• _Input material_:

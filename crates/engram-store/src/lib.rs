//! `engram-store` – Frame Store Orchestration.
//!
//! The public face of the memory store.  Wires the schema validator, the
//! relationship graph and a storage backend into one synchronized
//! create/read/update/delete surface.
//!
//! # Modules
//!
//! - [`store`] – [`FrameStore`][store::FrameStore]: the orchestrator.  Every
//!   public operation serializes through one exclusive lock around the
//!   validate→merge→persist sequence; the in-memory view and the durable
//!   view never diverge from the caller's perspective.
//! - [`graph`] – [`RelationshipGraph`][graph::RelationshipGraph]: named
//!   relationship edges between frame identities, with lazy forward-reference
//!   resolution at query time.
//! - [`config`] – [`StoreConfig`][config::StoreConfig]: TOML-persisted
//!   configuration (backend choice, path, lock wait) with `ENGRAM_*`
//!   environment overrides.

pub mod config;
pub mod graph;
pub mod store;

pub use config::{BackendChoice, StoreConfig};
pub use graph::{RelationshipGraph, Resolution};
pub use store::FrameStore;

• _Task description_:
All lines from the beginning of the material above through the one with "the caller's perspective." need to be returned exactly; please return those and only those.

• _Answer to the problem_:
filename crates/engram-store/src/lib.rs
//! `engram-store` – Frame Store Orchestration.
//!
//! The public face of the memory store.  Wires the schema validator, the
//! relationship graph and a storage backend into one synchronized
//! create/read/update/delete surface.
//!
//! # Modules
//!
//! - [`store`] – [`FrameStore`][store::FrameStore]: the orchestrator.  Every
//!   public operation serializes through one exclusive lock around the
//!   validate→merge→persist sequence; the in-memory view and the durable
//!   view never diverge from the caller's perspective.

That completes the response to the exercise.